Il farmaco davvero utile per la cura a casa, quindi, è il paracetamolo. In alternativa, sempre secondo le indicazioni del ministero, possono essere utilizzati anche farmaci FANS, cioè anti-infiammatori non steroidei, come l’aspirina o l’ibuprofene. Questi farmaci servono solo in caso di febbre, dolori articolari o muscolari (a meno che non esista chiara controindicazione all’uso). «Altri farmaci sintomatici potranno essere utilizzati su giudizio clinico», dice il ministero.
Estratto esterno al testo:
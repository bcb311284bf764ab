// HTTP and WebSocket APIs

mod ingest;
pub mod protocol;
pub mod query;
pub mod websocket;

pub use ingest::{create_ingest_router, IngestAppState};
pub use query::{create_query_router, QueryAppState};
pub use websocket::{create_ws_router, ws_handler, WsAppState};

use crate::config::SkywatchConfig;
use crate::store::EventStore;
use axum::Router;
use std::sync::Arc;

/// Assemble the full API surface over one store
pub fn create_app(store: Arc<EventStore>, config: &SkywatchConfig) -> Router {
    Router::new()
        .merge(create_ingest_router(IngestAppState {
            store: Arc::clone(&store),
            body_limit_single_bytes: config.server.body_limit_single_bytes,
            body_limit_batch_bytes: config.server.body_limit_batch_bytes,
        }))
        .merge(create_query_router(Arc::new(QueryAppState {
            store: Arc::clone(&store),
            cluster_threshold_m: config.analytics.cluster_threshold_m,
        })))
        .merge(create_ws_router(Arc::new(WsAppState { store })))
}
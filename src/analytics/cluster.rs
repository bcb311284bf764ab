use super::geo::haversine_m;
use crate::event::Event;
use serde::Serialize;
use std::collections::{HashMap, VecDeque};

/// A group of co-located detections.
///
/// Membership is transitive over the threshold graph: if A is within the
/// threshold of B and B of C, all three share a cluster even when A and C
/// are further apart than the threshold. The chaining is a design choice,
/// matching how a cordon of nearby sightings reads on a map.
#[derive(Debug, Clone, Serialize)]
pub struct DetectionCluster {
    pub count: usize,
    /// Arithmetic mean of member coordinates (fine at sub-kilometer scale,
    /// not a true spherical centroid)
    pub lat: f64,
    pub lon: f64,
    /// Count per category; unclassified members land under "UNKNOWN"
    pub categories: HashMap<String, usize>,
    #[serde(rename = "latestTs")]
    pub latest_ts: i64,
    /// Member with the greatest timestamp (first seen wins exact ties)
    pub primary: Event,
    pub members: Vec<Event>,
}

/// Groups detections whose positions chain together within `threshold_m`
/// meters, via connected components over the pairwise-distance graph.
///
/// Entries without finite lat/lon are unlocatable: excluded entirely, never
/// reported as singleton clusters. Components of size 1 are dropped. Output
/// is sorted by descending member count; ties keep encounter order.
pub fn cluster_detections(detections: &[Event], threshold_m: f64) -> Vec<DetectionCluster> {
    let nodes: Vec<&Event> = detections.iter().filter(|e| locatable(e)).collect();
    let coords: Vec<(f64, f64)> = nodes
        .iter()
        .map(|e| (e.payload_f64("lat").unwrap(), e.payload_f64("lon").unwrap()))
        .collect();

    let mut visited = vec![false; nodes.len()];
    let mut clusters = Vec::new();

    for start in 0..nodes.len() {
        if visited[start] {
            continue;
        }
        visited[start] = true;

        // BFS from the seed; only the resulting partition matters, not the
        // traversal order
        let mut component = vec![start];
        let mut queue = VecDeque::from([start]);
        while let Some(i) = queue.pop_front() {
            for j in 0..nodes.len() {
                if visited[j] {
                    continue;
                }
                let (lat_i, lon_i) = coords[i];
                let (lat_j, lon_j) = coords[j];
                if haversine_m(lat_i, lon_i, lat_j, lon_j) <= threshold_m {
                    visited[j] = true;
                    component.push(j);
                    queue.push_back(j);
                }
            }
        }

        if component.len() >= 2 {
            clusters.push(summarize(&component, &nodes));
        }
    }

    // sort is stable: equal counts keep encounter order
    clusters.sort_by(|a, b| b.count.cmp(&a.count));
    clusters
}

fn locatable(event: &Event) -> bool {
    event.payload_f64("lat").is_some() && event.payload_f64("lon").is_some()
}

fn summarize(component: &[usize], nodes: &[&Event]) -> DetectionCluster {
    let members: Vec<Event> = component.iter().map(|&i| nodes[i].clone()).collect();
    let count = members.len();

    let mut lat_sum = 0.0;
    let mut lon_sum = 0.0;
    let mut categories: HashMap<String, usize> = HashMap::new();
    for member in &members {
        lat_sum += member.payload_f64("lat").unwrap_or(0.0);
        lon_sum += member.payload_f64("lon").unwrap_or(0.0);

        let category = member
            .payload_str("category")
            .filter(|c| !c.is_empty())
            .unwrap_or("UNKNOWN");
        *categories.entry(category.to_string()).or_insert(0) += 1;
    }

    let mut primary = &members[0];
    for member in &members[1..] {
        if member.timestamp > primary.timestamp {
            primary = member;
        }
    }
    let primary = primary.clone();

    DetectionCluster {
        count,
        lat: lat_sum / count as f64,
        lon: lon_sum / count as f64,
        categories,
        latest_ts: primary.timestamp,
        primary,
        members,
    }
}
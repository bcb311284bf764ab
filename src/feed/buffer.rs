use crate::config::FeedConfig;
use crate::event::Event;
use std::collections::{HashMap, HashSet, VecDeque};

/// Consumer-side deduplicating ingestion buffer.
///
/// Pairs a bounded identity index (logical key -> most recent event, with
/// oldest-key eviction) with a bounded feed list. Pushing an event whose
/// key is already indexed refreshes the index entry only; the feed does
/// not grow, so bursts of updates to one logical slot consume one slot.
///
/// The raw feed may transiently hold two entries for a key whose index
/// entry was evicted and later re-inserted; [`DedupBuffer::snapshot`]
/// resolves those shadows, so the externally visible sequence never
/// contains a duplicate key.
pub struct DedupBuffer {
    index: HashMap<String, Event>,
    index_order: VecDeque<String>,
    feed: VecDeque<Event>,
    index_capacity: usize,
    feed_capacity: usize,
    bucket_ms: i64,
}

impl DedupBuffer {
    pub fn new(config: &FeedConfig) -> Self {
        Self {
            index: HashMap::new(),
            index_order: VecDeque::new(),
            feed: VecDeque::new(),
            index_capacity: config.index_capacity.max(1),
            feed_capacity: config.feed_capacity.max(1),
            bucket_ms: config.dedup_bucket_ms,
        }
    }

    pub fn push(&mut self, event: Event) {
        let key = event.logical_key(self.bucket_ms);

        if self.index.contains_key(&key) {
            // known logical slot: refresh the latest copy, feed untouched
            self.index.insert(key, event);
            return;
        }

        self.index.insert(key.clone(), event.clone());
        self.index_order.push_back(key);
        while self.index_order.len() > self.index_capacity {
            if let Some(oldest) = self.index_order.pop_front() {
                self.index.remove(&oldest);
            }
        }

        self.feed.push_back(event);
        while self.feed.len() > self.feed_capacity {
            self.feed.pop_front();
        }
    }

    /// Deduplicated chronological view.
    ///
    /// Walks the feed newest to oldest, keeps the first occurrence of each
    /// logical key (substituting the index's fresher copy when one exists),
    /// then reverses back to chronological order.
    pub fn snapshot(&self) -> Vec<Event> {
        let mut seen = HashSet::new();
        let mut out = Vec::with_capacity(self.feed.len());

        for event in self.feed.iter().rev() {
            let key = event.logical_key(self.bucket_ms);
            if seen.insert(key.clone()) {
                match self.index.get(&key) {
                    Some(latest) => out.push(latest.clone()),
                    None => out.push(event.clone()),
                }
            }
        }

        out.reverse();
        out
    }

    pub fn feed_len(&self) -> usize {
        self.feed.len()
    }

    pub fn index_len(&self) -> usize {
        self.index.len()
    }
}
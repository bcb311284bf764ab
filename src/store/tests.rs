use super::*;
use crate::config::StoreConfig;
use serde_json::json;

fn make_event(kind: &str, id: &str, ts: i64) -> Event {
    Event {
        id: id.to_string(),
        kind: kind.to_string(),
        timestamp: ts,
        payload: json!({}),
        meta: None,
    }
}

fn small_store() -> EventStore {
    EventStore::new(StoreConfig {
        max_events: 5,
        max_telemetry: 3,
        max_detections: 3,
        default_window: 4,
        snapshot_window: 4,
    })
}

#[test]
fn bounded_log_never_exceeds_capacity() {
    let mut log = BoundedLog::new(3);
    for i in 0..10 {
        log.push(make_event("x", &format!("e{i}"), i));
        assert!(log.len() <= 3);
    }

    // survivors are exactly the most recent 3, in original relative order
    let ids: Vec<&str> = log.iter().map(|e| e.id.as_str()).collect();
    assert_eq!(ids, vec!["e7", "e8", "e9"]);
}

#[test]
fn bounded_log_window_is_oldest_first() {
    let mut log = BoundedLog::new(10);
    for i in 0..6 {
        log.push(make_event("x", &format!("e{i}"), i));
    }

    let window = log.window(3, None);
    let ids: Vec<&str> = window.iter().map(|e| e.id.as_str()).collect();
    assert_eq!(ids, vec!["e3", "e4", "e5"]);
}

#[test]
fn bounded_log_window_since_is_strict() {
    let mut log = BoundedLog::new(10);
    for i in 0..5 {
        log.push(make_event("x", &format!("e{i}"), i * 10));
    }

    let window = log.window(10, Some(20));
    let ids: Vec<&str> = window.iter().map(|e| e.id.as_str()).collect();
    assert_eq!(ids, vec!["e3", "e4"]); // ts 30 and 40, strictly newer than 20
}

#[test]
fn ingest_routes_by_kind_prefix() {
    let store = small_store();
    store.ingest(make_event("telemetry:update", "t1", 1));
    store.ingest(make_event("detection:new", "d1", 2));
    store.ingest(make_event("status:ping", "s1", 3));

    let summary = store.summary();
    assert_eq!(summary.totals.events, 3);
    assert_eq!(summary.totals.telemetry, 1);
    assert_eq!(summary.totals.detections, 1);
}

#[test]
fn collections_are_independently_capped() {
    let store = small_store();
    for i in 0..10 {
        store.ingest(make_event("telemetry:update", &format!("t{i}"), i));
    }

    let summary = store.summary();
    assert_eq!(summary.totals.events, 5); // max_events
    assert_eq!(summary.totals.telemetry, 3); // max_telemetry
}

#[test]
fn ingest_many_counts_accepted() {
    let store = small_store();
    let raw = json!([
        {"payload": {"drone_id": "BLUE-1", "lat": 13.7563, "lon": 100.5018}},
        "garbage",
    ]);

    let accepted = store.ingest_many(&raw, Some("telemetry:update"));
    assert_eq!(accepted, 1);

    let telemetry = store.list_telemetry(None);
    assert_eq!(telemetry.len(), 1);
    assert_eq!(telemetry[0].payload_str("drone_id"), Some("BLUE-1"));
}

#[test]
fn ingest_many_null_body_accepts_nothing() {
    let store = small_store();
    store.ingest(make_event("telemetry:update", "t1", 1));

    let accepted = store.ingest_many(&json!(null), Some("telemetry:update"));
    assert_eq!(accepted, 0);
    // collection state unchanged
    assert_eq!(store.summary().totals.telemetry, 1);
}

#[test]
fn list_limit_clamped_to_capacity() {
    let store = small_store();
    for i in 0..10 {
        store.ingest(make_event("detection:new", &format!("d{i}"), i));
    }

    // caller asks for more than max_detections; gets at most the cap
    assert_eq!(store.list_detections(Some(1000)).len(), 3);
    // zero is bumped to one
    assert_eq!(store.list_detections(Some(0)).len(), 1);
}

#[test]
fn summary_latest_entries() {
    let store = small_store();
    assert!(store.summary().latest_telemetry.is_none());
    assert!(store.summary().latest_detection.is_none());

    store.ingest(make_event("telemetry:update", "t1", 1));
    store.ingest(make_event("telemetry:update", "t2", 2));
    store.ingest(make_event("detection:new", "d1", 3));

    let summary = store.summary();
    assert_eq!(summary.latest_telemetry.unwrap().id, "t2");
    assert_eq!(summary.latest_detection.unwrap().id, "d1");
    assert_eq!(summary.metrics.total_events, 3);
}

#[test]
fn summary_totals_track_k_plus_m() {
    let store = EventStore::new(StoreConfig::default());
    for i in 0..4 {
        store.ingest(make_event("telemetry:update", &format!("t{i}"), i));
    }
    for i in 0..3 {
        store.ingest(make_event("detection:new", &format!("d{i}"), i));
    }

    let totals = store.summary().totals;
    assert_eq!(totals.events, 7);
    assert_eq!(totals.telemetry, 4);
    assert_eq!(totals.detections, 3);
}

#[test]
fn subscribers_receive_ingested_events() {
    let store = small_store();
    let mut rx = store.subscribe();

    store.ingest(make_event("detection:new", "d1", 1));

    let received = rx.try_recv().unwrap();
    assert_eq!(received.id, "d1");
}

#[test]
fn ingest_without_subscribers_is_fine() {
    let store = small_store();
    store.ingest(make_event("detection:new", "d1", 1));
    assert_eq!(store.summary().totals.events, 1);
}

#[test]
fn catch_up_returns_snapshot_window() {
    let store = small_store();
    for i in 0..5 {
        store.ingest(make_event("status:ping", &format!("s{i}"), i));
    }

    // snapshot_window = 4: the four most recent, oldest first
    let snapshot = store.catch_up();
    let ids: Vec<&str> = snapshot.iter().map(|e| e.id.as_str()).collect();
    assert_eq!(ids, vec!["s1", "s2", "s3", "s4"]);
}
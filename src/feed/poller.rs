use super::FeedAggregator;
use crate::event::Event;
use anyhow::{Context, Result};
use std::sync::Arc;
use std::time::Duration;
use tokio::sync::watch;
use tracing::{debug, info, warn};

/// Pull-mode consumer: periodically fetches events newer than its cursor
/// from a Skywatch server and feeds them into a local [`FeedAggregator`].
///
/// A failed cycle (network error, bad status, undecodable body) is logged
/// and skipped; the next tick retries. The loop ends only on shutdown.
pub struct EventPoller {
    client: reqwest::Client,
    base_url: String,
    interval: Duration,
    since: i64,
}

impl EventPoller {
    pub fn new(base_url: impl Into<String>, interval: Duration) -> Self {
        let base_url = base_url.into().trim_end_matches('/').to_string();
        Self {
            client: reqwest::Client::new(),
            base_url,
            interval,
            since: 0,
        }
    }

    pub async fn run(
        mut self,
        aggregator: Arc<FeedAggregator>,
        mut shutdown: watch::Receiver<bool>,
    ) {
        let mut ticker = tokio::time::interval(self.interval);
        info!(base_url = %self.base_url, "Event poller started");

        loop {
            tokio::select! {
                _ = ticker.tick() => {
                    match self.fetch_new_events().await {
                        Ok(events) => {
                            debug!(count = events.len(), since = self.since, "Poll cycle complete");
                            for event in events {
                                self.since = self.since.max(event.timestamp);
                                aggregator.push(event);
                            }
                        }
                        Err(e) => {
                            warn!(error = %e, "Poll cycle failed, retrying on next tick");
                        }
                    }
                }
                _ = shutdown.changed() => {
                    if *shutdown.borrow() {
                        info!("Event poller stopped");
                        return;
                    }
                }
            }
        }
    }

    fn poll_url(&self) -> String {
        format!("{}/api/events?since={}", self.base_url, self.since)
    }

    async fn fetch_new_events(&self) -> Result<Vec<Event>> {
        let response = self
            .client
            .get(self.poll_url())
            .send()
            .await
            .context("request failed")?
            .error_for_status()
            .context("server returned error status")?;

        let events: Vec<Event> = response.json().await.context("undecodable response body")?;
        Ok(events)
    }
}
Gestire i malati in modo corretto nelle loro case è importante anche per evitare ricoveri inutili e quindi sovraffolamento negli ospedali, in particolare nei reparti di pronto soccorso. «Anche in occasione di questa seconda ondata pandemica, esiste la necessità di razionalizzare le risorse al fine di poter garantire la giusta assistenza a ogni singolo cittadino in maniera commisurata alla gravità del quadro clinico», spiega il ministero. «Una corretta gestione del caso fin dalla diagnosi consente di attuare un flusso che abbia il duplice scopo di mettere in sicurezza il paziente e di non affollare in maniera non giustificata gli ospedali e soprattutto le strutture di pronto soccorso».
Come dicevamo, le indicazioni contenute nel documento del ministero sono rivolte ai medici di famiglia che hanno in carico pazienti con infezione da SARS-CoV-2 e non vanno intese come istruzioni che i pazienti possono applicare in autonomia. In caso di dubbi, è sempre bene fare riferimento al proprio medico.